02/29/2024
I shared this photo in my stories yesterday, and was pleased to see many of you correctly guess this patient has cytomegalovirus (CMV) retinitis. This was confirmed with PCR testing of a vitreous sample, which was positive for CMV and negative for herpes simplex virus (HSV) and varicella zoster virus (VZV).
Cytology testing and flow cytometry of the vitreous sample did not show evidence of malignant cells. Typically, Vitreoretinal lymphoma would not present with retinal hemorrhages, which is a clue as to why that was lower on my differential diagnosis.

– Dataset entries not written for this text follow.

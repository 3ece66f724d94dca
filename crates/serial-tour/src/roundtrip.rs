//! Round-trip verification.
//!
//! A value passes when decoding its encoding yields an equal value. NaN
//! floats never pass, since they are not equal to themselves.

use std::fmt::Debug;

use serde::Serialize;
use serde::de::DeserializeOwned;
use sha2::{Digest, Sha256};

use crate::codec::{CodecOptions, Format, decode, encode};
use crate::error::RoundTripError;
use crate::samples::{SampleKind, catalog};

/// First 16 bytes of the SHA-256 of an encoding.
pub type Fingerprint = [u8; 16];

/// Outcome of a successful round-trip.
#[derive(Debug, Clone, Copy, PartialEq, Eq)]
pub struct RoundTrip {
    pub format: Format,
    pub encoded_len: usize,
    pub fingerprint: Fingerprint,
}

/// One catalog sample's result.
#[derive(Debug, Clone, PartialEq)]
pub struct CatalogEntry {
    pub kind: SampleKind,
    pub result: Result<RoundTrip, RoundTripError>,
}

/// Encodes, decodes and compares a value.
pub fn verify_roundtrip<T>(
    value: &T,
    format: Format,
    options: &CodecOptions,
) -> Result<RoundTrip, RoundTripError>
where
    T: Serialize + DeserializeOwned + PartialEq + Debug,
{
    let bytes = encode(value, format, options)?;
    let decoded: T = decode(&bytes, format, options)?;

    if decoded != *value {
        tracing::warn!(%format, ?value, ?decoded, "round-trip mismatch");
        return Err(RoundTripError::Mismatch {
            format,
            expected: format!("{:?}", value),
            decoded: format!("{:?}", decoded),
        });
    }

    Ok(RoundTrip {
        format,
        encoded_len: bytes.len(),
        fingerprint: fingerprint(&bytes),
    })
}

/// Round-trips every catalog sample in one format.
pub fn verify_catalog(format: Format, options: &CodecOptions) -> Vec<CatalogEntry> {
    catalog()
        .iter()
        .map(|sample| CatalogEntry {
            kind: sample.kind(),
            result: sample.roundtrip(format, options),
        })
        .collect()
}

/// Hashes encoded bytes.
pub fn fingerprint(bytes: &[u8]) -> Fingerprint {
    let hash = Sha256::digest(bytes);
    let mut out = [0u8; 16];
    out.copy_from_slice(&hash[..16]);
    out
}

/// Renders a fingerprint as lowercase hex.
pub fn format_fingerprint(fingerprint: &Fingerprint) -> String {
    fingerprint.iter().map(|b| format!("{:02x}", b)).collect()
}

#[cfg(test)]
mod tests {
    use super::*;
    use crate::codec::IntEncoding;
    use crate::error::EncodeError;
    use crate::model::{Line, Point};
    use proptest::prelude::*;
    use serde::Deserialize;

    #[test]
    fn test_sample_primitives() {
        let options = CodecOptions::default();
        for format in Format::ALL {
            verify_roundtrip(&5i32, format, &options).unwrap();
            verify_roundtrip(&3.14f64, format, &options).unwrap();
            verify_roundtrip(&vec![1u8, 2, 3], format, &options).unwrap();
        }
    }

    #[test]
    fn test_report_fields() {
        let options = CodecOptions::default();
        let report = verify_roundtrip(&5i32, Format::Binary, &options).unwrap();
        assert_eq!(report.format, Format::Binary);
        assert_eq!(report.encoded_len, 4);
        assert_eq!(report.fingerprint, fingerprint(&[5, 0, 0, 0]));
    }

    #[test]
    fn test_nan_mismatch() {
        let options = CodecOptions::default();
        let result = verify_roundtrip(&Point::new(f64::NAN, 0.0), Format::Binary, &options);
        assert!(matches!(
            result,
            Err(RoundTripError::Mismatch { format: Format::Binary, .. })
        ));
    }

    #[test]
    fn test_nan_in_json_is_decode_error() {
        let options = CodecOptions::default();
        let result = verify_roundtrip(&f64::NAN, Format::Json, &options);
        assert!(matches!(result, Err(RoundTripError::Decode(_))));
    }

    #[test]
    fn test_size_limit_fails_every_format() {
        let options = CodecOptions::new().max_size(8);
        for format in Format::ALL {
            let result = verify_roundtrip(&vec![0u8; 16], format, &options);
            assert!(
                matches!(result, Err(RoundTripError::Encode(EncodeError::LengthExceedsLimit { .. }))),
                "{} got {:?}",
                format,
                result
            );
        }
    }

    /// Serializes its field but skips it on the way back in.
    #[derive(Debug, PartialEq, Serialize, Deserialize)]
    struct Lossy {
        kept: u8,
        #[serde(skip_deserializing)]
        dropped: u8,
    }

    #[test]
    fn test_lossy_type_reports_both_values() {
        let options = CodecOptions::default();
        let value = Lossy { kept: 1, dropped: 2 };
        match verify_roundtrip(&value, Format::Json, &options) {
            Err(RoundTripError::Mismatch { expected, decoded, .. }) => {
                assert!(expected.contains("dropped: 2"));
                assert!(decoded.contains("dropped: 0"));
            }
            other => panic!("expected mismatch, got {:?}", other),
        }
    }

    #[test]
    fn test_verify_catalog() {
        let options = CodecOptions::default();
        for format in Format::ALL {
            let entries = verify_catalog(format, &options);
            assert_eq!(entries.len(), SampleKind::ALL.len());
            for entry in entries {
                assert!(entry.result.is_ok(), "{} via {}", entry.kind, format);
            }
        }
    }

    #[test]
    fn test_fingerprint_hex() {
        let hex = format_fingerprint(&fingerprint(b""));
        // SHA-256 of the empty string starts with e3b0c442...
        assert_eq!(hex, "e3b0c44298fc1c149afbf4c8996fb924");
    }

    #[test]
    fn test_fingerprint_differs_per_format() {
        let options = CodecOptions::default();
        let binary = verify_roundtrip(&5i32, Format::Binary, &options).unwrap();
        let json = verify_roundtrip(&5i32, Format::Json, &options).unwrap();
        assert_ne!(binary.fingerprint, json.fingerprint);
    }

    fn finite() -> impl Strategy<Value = f64> {
        -1.0e12f64..1.0e12f64
    }

    fn point() -> impl Strategy<Value = Point> {
        (finite(), finite()).prop_map(|(x, y)| Point { x, y })
    }

    fn line() -> impl Strategy<Value = Line> {
        (
            prop::collection::vec(point(), 0..16),
            any::<bool>(),
            -1.0e6f32..1.0e6f32,
            ".{0,40}",
        )
            .prop_map(|(points, valid, length, desc)| Line {
                points,
                valid,
                length,
                desc,
            })
    }

    proptest! {
        #[test]
        fn prop_point_roundtrips(p in point()) {
            let options = CodecOptions::default();
            for format in Format::ALL {
                prop_assert!(verify_roundtrip(&p, format, &options).is_ok());
            }
        }

        #[test]
        fn prop_line_roundtrips(l in line(), varint in any::<bool>()) {
            let int_encoding = if varint { IntEncoding::Varint } else { IntEncoding::Fixed };
            let options = CodecOptions::new().int_encoding(int_encoding);
            for format in Format::ALL {
                prop_assert!(verify_roundtrip(&l, format, &options).is_ok());
            }
        }

        #[test]
        fn prop_mixed_tuple_roundtrips(
            t in (any::<u8>(), any::<i64>(), -1.0e6f32..1.0e6f32, any::<bool>(), ".{0,20}")
        ) {
            let options = CodecOptions::default();
            for format in [Format::Binary, Format::Framed, Format::Json] {
                prop_assert!(verify_roundtrip(&t, format, &options).is_ok());
            }
        }
    }
}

He was an elderly male with history of lymphoma treated with chemotherapy, which means he was immuncompromised. CMV retinitis pretty much only affects immunocompromised patients, whereas Acute retinal necrosis (caused by HSV and VZV) can affect both immunocompetent and immunocompromised patients. It can be tough to distinguish CMV retinitis and ARN since both can present with retinal whitening, vasculitis, retinal hemorrhages and vitritis. That’s why PCR testing is helpful to guide treatment.
This patient was treated with intravitreal ganciclovir and foscarnet, along with IV ganciclovir and oral valganciclovir. These drugs are useful because they treat CMV, HSV and VZV, whereas acyclovir and valacyclovir can treat HSV and VZV, but do not treat CMV effectively. Unfortunately his vision is limited to hand motions and I am not expecting much recovery even after the inflammation quiets down.